In one big, heavy box I rec’d the two PIC Pro units, and the cookware set (consisting of: a 9" frying pan; a 10.5" frying pan; a 10.5” dia. x 3” deep stainless steel pot; a 10.5” dia. glass lid; a stainless steel steamer insert that can be used with the pot; a fondu-ring insert that can be used with the pot, and; eight fondue forks. The frying pans are stainless on the outside, with a copper-colored, “Duralon” nano-ceramic non-stick coating inside. Their bottoms are almost ½” thick. The stainless steel pot also has the thick bottom (but has no non-stick coating inside). The glass lid fits either the 10.5” pan or the 3”-deep pot and has a little steam-vent hole in it.
Each PIC PRO unit is about 12” dia. x 2.5” high, except it’s 14” across in the front area where the push-button controls are. The actual induction heating area (within the red circle) is 6.5 inches in diameter. The outer white ring (cosmetic only) is 9” in diameter. All controls except ‘program’ (staged cooking) are EZ to figure out without the manual. A big, red LED displays your settings. Panel has six temperature presets: Low (100F); Med. Low (175); Med. (275); Med. High (375); High (425), and; Max. Sear (560F or above). You select a preset, then adjust the temperature up-or-down in 5F degree increments to your desired setting.
I did some quick tests on both the units I rec’d, and I must agree with everyone that the displayed temperature readings are inaccurate, even when using NuWave’s own induction cookware. Here’s how I performed my little tests… I put the 10.5” frying pan (at room temperature, 72F) onto the first PIC Pro unit (#1), added 10 cups of 72F water, and turned ON the unit to its highest “Max Sear” setting. It took 7 minutes to bring the water to a full, rolling boil. My home’s line voltage was 122.5V.
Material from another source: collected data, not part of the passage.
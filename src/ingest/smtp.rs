//! Minimal inbound SMTP receiver feeding the ingestion pipeline.
//!
//! Supports HELO/EHLO, MAIL, RCPT, DATA, RSET, NOOP and QUIT. Recipients
//! outside the configured domain are refused at RCPT time. A pipeline
//! failure after DATA maps to 451 (storage, sender retries) or 554
//! (parse/validation, sender bounces).

use std::net::SocketAddr;
use std::time::Duration;

use tokio::io::{AsyncBufReadExt, AsyncWriteExt, BufReader, ReadHalf};
use tokio::net::{TcpListener, TcpStream};
use tokio::time::timeout;
use tracing::{debug, info, warn};

use super::{ingest_message, Envelope};
use crate::config::SmtpConfig;
use crate::db::Database;
use crate::{Result, TempboxError};

/// Inbound SMTP server.
pub struct SmtpServer {
    config: SmtpConfig,
    domain: String,
    db: Database,
}

/// Per-connection envelope state.
#[derive(Default)]
struct Session {
    greeted: bool,
    mail_from: Option<String>,
    recipients: Vec<String>,
}

impl Session {
    fn reset(&mut self) {
        self.mail_from = None;
        self.recipients.clear();
    }
}

impl SmtpServer {
    /// Create a new SMTP server.
    pub fn new(config: SmtpConfig, domain: String, db: Database) -> Self {
        Self { config, domain, db }
    }

    /// Run the server, accepting connections until the task is dropped.
    pub async fn run(self) -> Result<()> {
        let addr = format!("{}:{}", self.config.host, self.config.port);
        let listener = TcpListener::bind(&addr).await?;
        let local_addr = listener.local_addr()?;
        info!("SMTP server listening on {}", local_addr);

        self.serve(listener).await
    }

    /// Bind and return the bound address; connections are served on a
    /// background task. Useful for tests binding port 0.
    pub async fn run_with_addr(self) -> Result<SocketAddr> {
        let addr = format!("{}:{}", self.config.host, self.config.port);
        let listener = TcpListener::bind(&addr).await?;
        let local_addr = listener.local_addr()?;
        info!("SMTP server listening on {}", local_addr);

        tokio::spawn(async move {
            if let Err(e) = self.serve(listener).await {
                warn!("SMTP server error: {}", e);
            }
        });

        Ok(local_addr)
    }

    async fn serve(self, listener: TcpListener) -> Result<()> {
        loop {
            let (stream, peer) = listener.accept().await?;
            debug!("SMTP connection from {}", peer);

            let db = self.db.clone();
            let domain = self.domain.clone();
            let config = self.config.clone();
            tokio::spawn(async move {
                if let Err(e) = handle_connection(stream, db, domain, config).await {
                    debug!("SMTP session with {} ended with error: {}", peer, e);
                }
            });
        }
    }
}

async fn handle_connection(
    stream: TcpStream,
    db: Database,
    domain: String,
    config: SmtpConfig,
) -> Result<()> {
    let (read_half, mut writer) = tokio::io::split(stream);
    let mut reader = BufReader::new(read_half);
    let read_timeout = Duration::from_secs(config.read_timeout_secs);

    writer
        .write_all(format!("220 {domain} Tempbox ESMTP\r\n").as_bytes())
        .await?;

    let mut session = Session::default();

    loop {
        let line = match read_line(&mut reader, read_timeout).await? {
            Some(line) => line,
            None => return Ok(()), // client disconnected
        };

        let (verb, rest) = split_command(&line);
        match verb.as_str() {
            "HELO" => {
                session.greeted = true;
                session.reset();
                writer
                    .write_all(format!("250 {domain}\r\n").as_bytes())
                    .await?;
            }
            "EHLO" => {
                session.greeted = true;
                session.reset();
                let reply = format!(
                    "250-{domain}\r\n250 SIZE {}\r\n",
                    config.max_message_bytes
                );
                writer.write_all(reply.as_bytes()).await?;
            }
            "MAIL" => {
                if !session.greeted {
                    writer.write_all(b"503 5.5.1 send HELO first\r\n").await?;
                    continue;
                }
                match parse_path(rest, "FROM") {
                    Some(address) => {
                        session.reset();
                        session.mail_from = Some(address);
                        writer.write_all(b"250 2.1.0 OK\r\n").await?;
                    }
                    None => {
                        writer
                            .write_all(b"501 5.5.4 syntax: MAIL FROM:<address>\r\n")
                            .await?;
                    }
                }
            }
            "RCPT" => {
                if session.mail_from.is_none() {
                    writer.write_all(b"503 5.5.1 need MAIL first\r\n").await?;
                    continue;
                }
                match parse_path(rest, "TO") {
                    Some(address) if recipient_in_domain(&address, &domain) => {
                        session.recipients.push(address);
                        writer.write_all(b"250 2.1.5 OK\r\n").await?;
                    }
                    Some(address) => {
                        debug!(recipient = %address, "Refusing recipient outside domain");
                        writer
                            .write_all(b"550 5.1.1 mailbox unavailable\r\n")
                            .await?;
                    }
                    None => {
                        writer
                            .write_all(b"501 5.5.4 syntax: RCPT TO:<address>\r\n")
                            .await?;
                    }
                }
            }
            "DATA" => {
                if session.recipients.is_empty() {
                    writer.write_all(b"503 5.5.1 need RCPT first\r\n").await?;
                    continue;
                }
                writer
                    .write_all(b"354 End data with <CRLF>.<CRLF>\r\n")
                    .await?;

                let body = read_data(&mut reader, read_timeout, config.max_message_bytes).await?;
                let body = match body {
                    Some(body) => body,
                    None => {
                        writer
                            .write_all(b"552 5.3.4 message exceeds size limit\r\n")
                            .await?;
                        session.reset();
                        continue;
                    }
                };

                let envelope = Envelope {
                    from: session.mail_from.clone().unwrap_or_default(),
                    recipients: session.recipients.clone(),
                };
                match ingest_message(db.pool(), &envelope, &body).await {
                    Ok(stored) => {
                        info!(
                            count = stored.len(),
                            from = %envelope.from,
                            "Accepted inbound message"
                        );
                        writer.write_all(b"250 2.0.0 OK: queued\r\n").await?;
                    }
                    Err(TempboxError::Parse(_)) | Err(TempboxError::Validation(_)) => {
                        writer
                            .write_all(b"554 5.6.0 message rejected\r\n")
                            .await?;
                    }
                    Err(e) => {
                        warn!(error = %e, "Storage failure, asking sender to retry");
                        writer
                            .write_all(b"451 4.3.0 temporary failure, try again\r\n")
                            .await?;
                    }
                }
                session.reset();
            }
            "RSET" => {
                session.reset();
                writer.write_all(b"250 2.0.0 OK\r\n").await?;
            }
            "NOOP" => {
                writer.write_all(b"250 2.0.0 OK\r\n").await?;
            }
            "QUIT" => {
                writer.write_all(b"221 2.0.0 bye\r\n").await?;
                return Ok(());
            }
            _ => {
                writer
                    .write_all(b"500 5.5.2 command not recognized\r\n")
                    .await?;
            }
        }
    }
}

/// Read one CRLF-terminated line, None on EOF.
async fn read_line(
    reader: &mut BufReader<ReadHalf<TcpStream>>,
    read_timeout: Duration,
) -> Result<Option<String>> {
    let mut line = String::new();
    let n = timeout(read_timeout, reader.read_line(&mut line))
        .await
        .map_err(|_| {
            TempboxError::Io(std::io::Error::new(
                std::io::ErrorKind::TimedOut,
                "client read timed out",
            ))
        })??;
    if n == 0 {
        return Ok(None);
    }
    Ok(Some(line.trim_end_matches(['\r', '\n']).to_string()))
}

/// Read the DATA section up to the lone-dot terminator, undoing dot
/// stuffing. Returns None when the message exceeds the size limit (the
/// remainder is still consumed so the session stays in sync).
///
/// Reads raw bytes, not UTF-8 lines; 8-bit message bodies must reach the
/// parser instead of killing the session.
async fn read_data(
    reader: &mut BufReader<ReadHalf<TcpStream>>,
    read_timeout: Duration,
    max_bytes: usize,
) -> Result<Option<Vec<u8>>> {
    let mut body: Vec<u8> = Vec::new();
    let mut oversize = false;

    loop {
        let mut line: Vec<u8> = Vec::new();
        let n = timeout(read_timeout, reader.read_until(b'\n', &mut line))
            .await
            .map_err(|_| {
                TempboxError::Io(std::io::Error::new(
                    std::io::ErrorKind::TimedOut,
                    "client read timed out",
                ))
            })??;
        if n == 0 {
            return Err(TempboxError::Io(std::io::Error::new(
                std::io::ErrorKind::UnexpectedEof,
                "connection closed during DATA",
            )));
        }

        if line.last() == Some(&b'\n') {
            line.pop();
        }
        if line.last() == Some(&b'\r') {
            line.pop();
        }

        if line == b"." {
            break;
        }

        // Dot stuffing: a leading ".." encodes a line starting with "."
        let content: &[u8] = if line.starts_with(b"..") {
            &line[1..]
        } else {
            &line
        };

        if !oversize {
            body.extend_from_slice(content);
            body.extend_from_slice(b"\r\n");
            if body.len() > max_bytes {
                oversize = true;
            }
        }
    }

    if oversize {
        Ok(None)
    } else {
        Ok(Some(body))
    }
}

/// Split an SMTP command line into an uppercase verb and the remainder.
fn split_command(line: &str) -> (String, &str) {
    let trimmed = line.trim_start();
    match trimmed.find(|c: char| c == ' ' || c == ':') {
        Some(pos) => (trimmed[..pos].to_ascii_uppercase(), &trimmed[pos..]),
        None => (trimmed.to_ascii_uppercase(), ""),
    }
}

/// Extract the address from a `FROM:<addr>` / `TO:<addr>` argument.
///
/// An explicit empty angle pair (`<>`, the null reverse-path of bounce
/// messages) yields an empty address; a missing address is a syntax error.
fn parse_path(rest: &str, keyword: &str) -> Option<String> {
    let rest = rest.trim_start_matches([' ', ':']).trim();
    let prefix = rest.get(..keyword.len())?;
    if !prefix.eq_ignore_ascii_case(keyword) {
        return None;
    }
    let rest = rest[keyword.len()..].trim_start().strip_prefix(':')?.trim();

    let bracketed = rest.starts_with('<');
    let inner = rest
        .strip_prefix('<')
        .and_then(|r| r.split('>').next())
        .unwrap_or_else(|| rest.split_whitespace().next().unwrap_or(""));

    let address = inner.trim();
    if address.is_empty() && !bracketed {
        None
    } else {
        Some(address.to_string())
    }
}

/// Check that the recipient belongs to the served domain.
fn recipient_in_domain(address: &str, domain: &str) -> bool {
    address
        .rsplit_once('@')
        .map(|(local, addr_domain)| !local.is_empty() && addr_domain.eq_ignore_ascii_case(domain))
        .unwrap_or(false)
}
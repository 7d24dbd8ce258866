//! Mailbox handlers: list, fetch and delete stored emails.

use axum::{
    extract::{Path, State},
    http::HeaderMap,
    Json,
};
use std::sync::Arc;

use super::{challenge_token, AppState};
use crate::mailbox::{Email, EmailRepository};
use crate::web::dto::{DeleteEmailsRequest, DeleteEmailsResponse, ListEmailsRequest};
use crate::web::error::ApiError;

/// List all emails for a mailbox address, in arrival order.
#[utoipa::path(
    post,
    path = "/api/emails",
    tag = "Emails",
    request_body = ListEmailsRequest,
    responses(
        (status = 200, description = "Emails for the address", body = Vec<Email>),
        (status = 400, description = "Address missing")
    )
)]
pub async fn list_emails(
    State(state): State<Arc<AppState>>,
    Json(req): Json<ListEmailsRequest>,
) -> Result<Json<Vec<Email>>, ApiError> {
    let address = req
        .address
        .as_deref()
        .filter(|a| !a.is_empty())
        .ok_or_else(|| ApiError::bad_request("address is required"))?;

    let repo = EmailRepository::new(state.db.pool());
    let emails = repo.list_by_recipient(address).await?;
    Ok(Json(emails))
}

/// Fetch a single email by id.
#[utoipa::path(
    get,
    path = "/api/emails/{id}",
    tag = "Emails",
    params(
        ("id" = String, Path, description = "Email record id")
    ),
    responses(
        (status = 200, description = "The email", body = Email),
        (status = 404, description = "No such email")
    )
)]
pub async fn get_email(
    State(state): State<Arc<AppState>>,
    Path(id): Path<String>,
) -> Result<Json<Email>, ApiError> {
    let repo = EmailRepository::new(state.db.pool());
    let email = repo
        .get_by_id(&id)
        .await?
        .ok_or_else(|| ApiError::not_found("email not found"))?;
    Ok(Json(email))
}

/// Delete emails by id.
///
/// Gated by the challenge check. Ids with no matching record are ignored;
/// the response counts what was actually deleted.
#[utoipa::path(
    post,
    path = "/api/delete-emails",
    tag = "Emails",
    request_body = DeleteEmailsRequest,
    responses(
        (status = 200, description = "Deletion result", body = DeleteEmailsResponse),
        (status = 400, description = "Challenge failed or ids missing")
    )
)]
pub async fn delete_emails(
    State(state): State<Arc<AppState>>,
    headers: HeaderMap,
    Json(req): Json<DeleteEmailsRequest>,
) -> Result<Json<DeleteEmailsResponse>, ApiError> {
    let token = challenge_token(req.token.as_deref(), &headers);
    state.verifier.verify(token).await?;

    let ids = req
        .ids
        .filter(|ids| !ids.is_empty())
        .ok_or_else(|| ApiError::bad_request("ids are required"))?;

    let repo = EmailRepository::new(state.db.pool());
    let deleted = repo.delete_by_ids(&ids).await?;
    Ok(Json(DeleteEmailsResponse { deleted }))
}
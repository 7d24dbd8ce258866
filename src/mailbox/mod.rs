//! Mailbox storage: email records and their repository.

mod repository;
mod types;

pub use repository::EmailRepository;
pub use types::{Email, MailHeader, NewEmail};
//! API handlers for the web API.

pub mod auth;
pub mod config;
pub mod emails;

pub use auth::*;
pub use config::*;
pub use emails::*;

use axum::http::HeaderMap;

use crate::db::Database;
use crate::turnstile::TurnstileVerifier;

/// Shared application state for handlers.
pub struct AppState {
    /// Database handle.
    pub db: Database,
    /// Turnstile verifier for gated operations.
    pub verifier: TurnstileVerifier,
    /// Domain inbound addresses belong to.
    pub email_domain: String,
    /// Secret for the credential codec.
    pub credential_secret: String,
    /// Retention window exposed through /config.
    pub retention_hours: u64,
}

/// Pick the challenge token from the request body, falling back to the
/// `cf-turnstile-token` header.
pub(crate) fn challenge_token<'a>(
    body_token: Option<&'a str>,
    headers: &'a HeaderMap,
) -> Option<&'a str> {
    body_token.filter(|t| !t.is_empty()).or_else(|| {
        headers
            .get("cf-turnstile-token")
            .and_then(|v| v.to_str().ok())
    })
}
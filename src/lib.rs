//! Tempbox: a disposable email service.
//!
//! A client obtains a randomly generated address, receives mail sent to it
//! for a bounded lifetime, and can later re-derive the address from a
//! password-like token. The crate carries an inbound SMTP receiver, a
//! SQLite-backed mailbox store, a retention sweeper and a JSON web API.

pub mod config;
pub mod credential;
pub mod db;
pub mod error;
pub mod ingest;
pub mod logging;
pub mod mailbox;
pub mod sweep;
pub mod turnstile;
pub mod web;

pub use config::Config;
pub use db::Database;
pub use error::{Result, TempboxError};
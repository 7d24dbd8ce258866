//! Response DTOs for the web API.

use serde::Serialize;
use utoipa::ToSchema;

/// Public service configuration.
#[derive(Debug, Serialize, ToSchema)]
#[serde(rename_all = "camelCase")]
pub struct ConfigResponse {
    /// Domain inbound addresses belong to.
    pub email_domain: String,
    /// Turnstile site key for the frontend widget.
    pub turnstile_key: String,
    /// How long a stored email lives, in hours.
    pub retention_hours: u64,
}

/// Challenge verification response.
#[derive(Debug, Serialize, ToSchema)]
pub struct VerifyResponse {
    /// Always true on success.
    pub success: bool,
}

/// Deletion response.
#[derive(Debug, Serialize, ToSchema)]
pub struct DeleteEmailsResponse {
    /// How many records were deleted.
    pub deleted: u64,
}

/// Login response.
#[derive(Debug, Serialize, ToSchema)]
pub struct LoginResponse {
    /// The mailbox address the password decodes to.
    pub address: String,
}

#[cfg(test)]
mod tests {
    use super::*;

    #[test]
    fn test_config_response_wire_names() {
        let config = ConfigResponse {
            email_domain: "tmp.test".to_string(),
            turnstile_key: "key".to_string(),
            retention_hours: 24,
        };
        let value = serde_json::to_value(&config).unwrap();
        assert_eq!(value["emailDomain"], "tmp.test");
        assert_eq!(value["turnstileKey"], "key");
        assert_eq!(value["retentionHours"], 24);
    }
}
I then set the LED display to 215F: the boiling quickly stopped and the water temperature dropped to 190F before stabilizing, as measured using an ASCI-certified Kessler lab thermometer at proper immersion. To maintain full boil, I had to set the temperature to 275F. Water boils at 212F (at sea level). When set for 215F and given time to stabilize, that particular PIC Pro unit (#1) produced actual water temperatures that were 12% lower than the LED setting indicated. When set for 275F, it got the water gently boiling at 212F, which is 23% lower than the unit’s LED readout was showing.
I performed the exact same test on the 2nd PIC Pro unit I rec’d, and it performed EXACTLY the same as the first unit I tested. They were both “off” by the EXACT same amount. I was surprised by how consistent they were with each other.
And, I noticed that once each unit stabilized itself at a certain temperature (such as when my 215F LED reading produced an actual water temperature of 190F), I could hear its electronics rapidly cycling off-and-on to maintain whatever target temperature it thought it had achieved. I allowed each unit to do this for 10 minutes, while continuously checking the lab thermometer readings. When the LED was set at 215F, both units maintained the water within a narrow temperature range of 188-191F degrees. These things really are able to maintain a precise temperature. The only problem is that the LED readout did not match the actual water temperatures I was seeing.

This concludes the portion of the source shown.